Shayne wasted a second or two getting underway. The Volkswagen was already blinking for a right at Blue Road. There was no doubt in his mind that she must be going north. That was where the action was tonight. He continued across, turning into Bird Road at the end of the next long block. Here he gunned his powerful motor, crossed Granada Boulevard on the tail end of a green light, and hit seventy-five by the time he braked for Route One.

The red Volkswagen came into sight. As it went through the intersection, Shayne had a glimpse of Candida. She was driving intently, her hands high on the wheel.

From there it was easy. She crossed to Miami Beach on the Venetian Causeway. Shayne was the second car behind as she stopped to pay the toll. After passing Municipal Park on the Beach, she turned onto Collins, the street of the great hotels.

If she was about to turn, she would be watching her mirror, and Shayne dropped back. His timing was bad. Caught by a red light, he picked up the phone.

When the operator came on, he told her to hold. Ahead, the Volkswagen swung into the long curving approach to the St. Albans. Still immobilized by the light, Shayne gave the operator the St. Albans number. A moment later he was asking for the security man, Harry Hurlbut.

“Hurlbut,” a voice said.

“Mike Shayne, in a hurry. I know you like to be in on things. I have a strong feeling something’s about to happen.”

Hurlbut groaned. “Why here? Why not at the Fontainebleu?”

“A girl’s going to be along in a minute. Can you see the main-lobby entrance from your office?”

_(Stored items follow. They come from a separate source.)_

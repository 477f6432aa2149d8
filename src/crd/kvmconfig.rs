use k8s_openapi::apiextensions_apiserver::pkg::apis::apiextensions::v1::CustomResourceDefinition;
use kube::{
    api::{Patch, PatchParams, PostParams},
    Api, Client, CustomResource, CustomResourceExt, Resource, ResourceExt,
};
use schemars::JsonSchema;
use serde::{Deserialize, Serialize};
use serde_json::json;
use std::collections::BTreeMap;
use tracing::{info, instrument};

use crate::errors::Error;
use crate::utils::wait_crd_ready;
use crate::OPERATOR_NAME;

pub const CRD_NAME: &str = "kvmconfigs.provider.giantswarm.io";

#[derive(
    CustomResource, Serialize, Deserialize, Default, Debug, PartialEq, Clone, JsonSchema,
)]
#[kube(
    group = "provider.giantswarm.io",
    version = "v1alpha1",
    kind = "KVMConfig",
    struct = "KvmConfig",
    status = "KvmConfigStatus",
    derive = "PartialEq",
    derive = "Default",
    shortname = "kvm",
    namespaced,
    printcolumn = r#"{"name":"Cluster", "type":"string", "description":"Tenant cluster ID", "jsonPath":".spec.cluster.id"}"#,
    printcolumn = r#"{"name":"Version", "type":"string", "description":"Version bundle", "jsonPath":".spec.versionBundle.version"}"#
)]
#[serde(rename_all = "camelCase")]
pub struct KvmConfigSpec {
    pub cluster: ClusterSpec,
    pub kvm: KvmSpec,
    pub version_bundle: VersionBundle,
}

#[derive(Serialize, Deserialize, Default, Debug, PartialEq, Eq, Clone, JsonSchema)]
#[serde(rename_all = "camelCase")]
pub struct ClusterSpec {
    pub id: String,
    pub customer: Customer,
    #[serde(default)]
    pub docker: Docker,
    pub etcd: Etcd,
    pub kubernetes: Kubernetes,
    #[serde(default)]
    pub masters: Vec<ClusterNode>,
    #[serde(default)]
    pub workers: Vec<ClusterNode>,
}

#[derive(Serialize, Deserialize, Default, Debug, PartialEq, Eq, Clone, JsonSchema)]
pub struct Customer {
    pub id: String,
}

#[derive(Serialize, Deserialize, Default, Debug, PartialEq, Eq, Clone, JsonSchema)]
pub struct Docker {
    #[serde(default)]
    pub daemon: DockerDaemon,
}

#[derive(Serialize, Deserialize, Default, Debug, PartialEq, Eq, Clone, JsonSchema)]
pub struct DockerDaemon {
    // CIDR of the docker0 bridge inside the VMs
    #[serde(default)]
    pub cidr: String,
}

#[derive(Serialize, Deserialize, Default, Debug, PartialEq, Eq, Clone, JsonSchema)]
pub struct Etcd {
    pub domain: String,
    pub port: i32,
    #[serde(default)]
    pub prefix: String,
}

#[derive(Serialize, Deserialize, Default, Debug, PartialEq, Eq, Clone, JsonSchema)]
#[serde(rename_all = "camelCase")]
pub struct Kubernetes {
    pub api: KubernetesApi,
    // Cluster domain, e.g. cluster.local
    pub domain: String,
    pub ingress_controller: IngressController,
    pub kubelet: Kubelet,
    #[serde(default)]
    pub network_setup: NetworkSetup,
    #[serde(default)]
    pub ssh: Ssh,
}

#[derive(Serialize, Deserialize, Default, Debug, PartialEq, Eq, Clone, JsonSchema)]
#[serde(rename_all = "camelCase")]
pub struct KubernetesApi {
    #[serde(rename = "clusterIPRange")]
    pub cluster_ip_range: String,
    pub domain: String,
    pub secure_port: i32,
}

#[derive(Serialize, Deserialize, Default, Debug, PartialEq, Eq, Clone, JsonSchema)]
#[serde(rename_all = "camelCase")]
pub struct IngressController {
    pub domain: String,
    #[serde(default)]
    pub wildcard_domain: String,
    pub insecure_port: i32,
    pub secure_port: i32,
}

#[derive(Serialize, Deserialize, Default, Debug, PartialEq, Eq, Clone, JsonSchema)]
#[serde(rename_all = "camelCase")]
pub struct Kubelet {
    #[serde(default)]
    pub alt_names: String,
    pub domain: String,
    // Comma separated key=value pairs
    #[serde(default)]
    pub labels: String,
    pub port: i32,
}

#[derive(Serialize, Deserialize, Default, Debug, PartialEq, Eq, Clone, JsonSchema)]
pub struct NetworkSetup {
    #[serde(default)]
    pub docker: DockerImage,
}

#[derive(Serialize, Deserialize, Default, Debug, PartialEq, Eq, Clone, JsonSchema)]
#[serde(rename_all = "camelCase")]
pub struct Ssh {
    #[serde(default)]
    pub user_list: Vec<SshUser>,
}

#[derive(Serialize, Deserialize, Default, Debug, PartialEq, Eq, Clone, JsonSchema)]
#[serde(rename_all = "camelCase")]
pub struct SshUser {
    pub name: String,
    pub public_key: String,
}

#[derive(Serialize, Deserialize, Default, Debug, PartialEq, Eq, Clone, JsonSchema)]
pub struct ClusterNode {
    pub id: String,
}

#[derive(Serialize, Deserialize, Default, Debug, PartialEq, Eq, Clone, JsonSchema)]
pub struct DockerImage {
    #[serde(default)]
    pub image: String,
}

#[derive(Serialize, Deserialize, Default, Debug, PartialEq, Eq, Clone, JsonSchema)]
pub struct DockerImageRef {
    pub docker: DockerImage,
}

#[derive(Serialize, Deserialize, Default, Debug, PartialEq, Clone, JsonSchema)]
#[serde(rename_all = "camelCase")]
pub struct KvmSpec {
    pub endpoint_updater: DockerImageRef,
    #[serde(rename = "k8sKVM")]
    pub k8s_kvm: K8sKvm,
    #[serde(default)]
    pub masters: Vec<NodeResources>,
    #[serde(default)]
    pub workers: Vec<NodeResources>,
    #[serde(default)]
    pub network: KvmNetwork,
    #[serde(default)]
    pub port_mappings: Vec<PortMapping>,
}

#[derive(Serialize, Deserialize, Default, Debug, PartialEq, Eq, Clone, JsonSchema)]
#[serde(rename_all = "camelCase")]
pub struct K8sKvm {
    pub docker: DockerImage,
    #[serde(default)]
    pub storage_type: StorageType,
}

#[derive(Serialize, Deserialize, Default, Debug, PartialEq, Eq, Clone, Copy, JsonSchema)]
#[serde(rename_all = "camelCase")]
pub enum StorageType {
    #[default]
    HostPath,
    PersistentVolume,
}

#[derive(Serialize, Deserialize, Default, Debug, PartialEq, Clone, JsonSchema)]
#[serde(rename_all = "camelCase")]
pub struct NodeResources {
    pub cpus: u32,
    // Disk size in GB
    pub disk: f64,
    // String to allow suffixes like '2 GiB'
    pub memory: String,
    #[serde(default, rename = "dockerVolumeSizeGB")]
    pub docker_volume_size_gb: u32,
}

#[derive(Serialize, Deserialize, Default, Debug, PartialEq, Eq, Clone, JsonSchema)]
pub struct KvmNetwork {
    #[serde(default)]
    pub flannel: Flannel,
}

#[derive(Serialize, Deserialize, Default, Debug, PartialEq, Eq, Clone, JsonSchema)]
pub struct Flannel {
    #[serde(default)]
    pub vni: u32,
}

#[derive(Serialize, Deserialize, Default, Debug, PartialEq, Eq, Clone, JsonSchema)]
#[serde(rename_all = "camelCase")]
pub struct PortMapping {
    pub name: String,
    pub node_port: i32,
    pub target_port: i32,
}

#[derive(Serialize, Deserialize, Default, Debug, PartialEq, Eq, Clone, JsonSchema)]
pub struct VersionBundle {
    pub version: String,
}

#[derive(Serialize, Deserialize, Default, Debug, PartialEq, Eq, Clone, JsonSchema)]
pub struct KvmConfigStatus {
    #[serde(default)]
    pub cluster: ClusterStatus,
    #[serde(default)]
    pub kvm: KvmStatus,
}

#[derive(Serialize, Deserialize, Default, Debug, PartialEq, Eq, Clone, JsonSchema)]
pub struct ClusterStatus {
    #[serde(default)]
    pub conditions: Vec<StatusCondition>,
    #[serde(default)]
    pub versions: Vec<StatusVersion>,
}

#[derive(Serialize, Deserialize, Default, Debug, PartialEq, Eq, Clone, JsonSchema)]
#[serde(rename_all = "camelCase")]
pub struct StatusCondition {
    #[serde(rename = "type")]
    pub type_: String,
    pub status: String,
    // RFC 3339
    pub last_transition_time: String,
}

#[derive(Serialize, Deserialize, Default, Debug, PartialEq, Eq, Clone, JsonSchema)]
pub struct StatusVersion {
    pub version: String,
    // RFC 3339
    pub date: String,
}

#[derive(Serialize, Deserialize, Default, Debug, PartialEq, Eq, Clone, JsonSchema)]
#[serde(rename_all = "camelCase")]
pub struct KvmStatus {
    #[serde(default)]
    pub node_indexes: BTreeMap<String, u32>,
}

#[instrument(skip(client))]
pub async fn create(client: Client) -> Result<(), Error> {
    let crds: Api<CustomResourceDefinition> = Api::all(client.clone());
    let patch_params = PatchParams::apply(OPERATOR_NAME).force();

    let crd = KvmConfig::crd();
    crds.patch(CRD_NAME, &patch_params, &Patch::Apply(&crd))
        .await?;
    wait_crd_ready(&crds, CRD_NAME).await?;
    info!("CRD {} applied", CRD_NAME);
    Ok(())
}

pub fn crd_yaml() -> Result<String, Error> {
    Ok(serde_yaml::to_string(&KvmConfig::crd())?)
}

create_set_status!(KvmConfig, KvmConfigStatus, set_kvm_config_status);
use k8s_openapi::api::core::v1::{
    PersistentVolumeClaim, PersistentVolumeClaimSpec, ResourceRequirements,
};
use k8s_openapi::apimachinery::pkg::api::resource::Quantity;
use k8s_openapi::apimachinery::pkg::apis::meta::v1::ObjectMeta;
use kube::{Api, Client};
use std::collections::BTreeMap;

use crate::cluster::key::{self, Role};
use crate::cluster::resources::CrudResource;
use crate::config::OperatorConfig;
use crate::crd::kvmconfig::{KvmConfig, StorageType};
use crate::errors::Error;

/// Etcd data volumes of masters backed by persistent storage. Claims are immutable, so they
/// are only ever created and deleted.
pub struct PvcResource;

impl CrudResource for PvcResource {
    type K = PersistentVolumeClaim;

    fn name(&self) -> &'static str {
        "pvc"
    }

    fn api(&self, client: Client, cr: &KvmConfig) -> Api<PersistentVolumeClaim> {
        Api::namespaced(client, &key::cluster_namespace(cr))
    }

    fn desired_state(
        &self,
        cr: &KvmConfig,
        config: &OperatorConfig,
    ) -> Result<Vec<PersistentVolumeClaim>, Error> {
        if cr.spec.kvm.k8s_kvm.storage_type != StorageType::PersistentVolume {
            return Ok(vec![]);
        }

        Ok(key::nodes(cr)?
            .iter()
            .filter(|node| node.role == Role::Master)
            .map(|node| PersistentVolumeClaim {
                metadata: ObjectMeta {
                    name: Some(key::etcd_pvc_name(node.id)),
                    namespace: Some(key::cluster_namespace(cr)),
                    labels: Some(key::node_labels(cr, node)),
                    ..ObjectMeta::default()
                },
                spec: Some(PersistentVolumeClaimSpec {
                    access_modes: Some(vec![String::from("ReadWriteOnce")]),
                    storage_class_name: Some(config.etcd_storage_class.clone()),
                    resources: Some(ResourceRequirements {
                        requests: Some(BTreeMap::from([(
                            String::from("storage"),
                            Quantity(config.etcd_volume_size.clone()),
                        )])),
                        ..ResourceRequirements::default()
                    }),
                    ..PersistentVolumeClaimSpec::default()
                }),
                ..PersistentVolumeClaim::default()
            })
            .collect())
    }
}

#[cfg(test)]
mod tests {
    use super::*;
    use crate::cluster::fixtures::{kvm_config, operator_config};
    use kube::ResourceExt;
    use pretty_assertions::assert_eq;

    #[test]
    fn host_path_storage_needs_no_claims() {
        let claims = PvcResource
            .desired_state(&kvm_config(), &operator_config())
            .unwrap();
        assert!(claims.is_empty());
    }

    #[test]
    fn persistent_storage_claims_one_volume_per_master() {
        let mut cr = kvm_config();
        cr.spec.kvm.k8s_kvm.storage_type = StorageType::PersistentVolume;
        let config = OperatorConfig {
            etcd_storage_class: String::from("g1"),
            ..operator_config()
        };

        let claims = PvcResource.desired_state(&cr, &config).unwrap();
        assert_eq!(claims.len(), 1);
        assert_eq!(claims[0].name_any(), "pvc-master-etcd-m1");

        let spec = claims[0].spec.as_ref().unwrap();
        assert_eq!(spec.storage_class_name.as_deref(), Some("g1"));
        assert_eq!(
            spec.resources
                .as_ref()
                .and_then(|r| r.requests.as_ref())
                .and_then(|r| r.get("storage")),
            Some(&Quantity(String::from("15Gi")))
        );
    }

    #[test]
    fn claims_are_never_updated() {
        let mut cr = kvm_config();
        cr.spec.kvm.k8s_kvm.storage_type = StorageType::PersistentVolume;
        let current = PvcResource.desired_state(&cr, &operator_config()).unwrap();
        let config = OperatorConfig {
            etcd_volume_size: String::from("30Gi"),
            ..operator_config()
        };
        let desired = PvcResource.desired_state(&cr, &config).unwrap();
        assert!(PvcResource.update_change(&current, &desired).is_empty());
    }
}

“Wait a minute,” his friend told him. “Yeah, now I can.”

“I can’t follow her in. I want to know what she does-it could make a big difference. She’s a blonde. Red skirt, sleeveless sweater, no hat. She’s alone.”

“Right,” Hurlbut said alertly. “I think she just came in now. Sweater buttons in front, all the way up.”

The light changed. Shayne wedged the phone between his shoulder and jaw. After crossing the intersection, he turned into the approach to the St. Albans.

“She’s using a house phone,” Hurlbut said. “I’ll get the board.”

He clicked off. Shayne fitted the Buick into an opening at the curb. In a moment Hurlbut was back.

“She’s calling twelve-sixteen. They’re still ringing. Still ringing. Wait a minute, I’ll check the register.”

After another brief pause Hurlbut said, “I thought that was the room. Ruth Di Palma. Mike, you’ll have to tell me more about this before I go any farther.”

“You know the girl?”

“I know her.”

“How about a Forbes Hallam, Jr., do you know him?”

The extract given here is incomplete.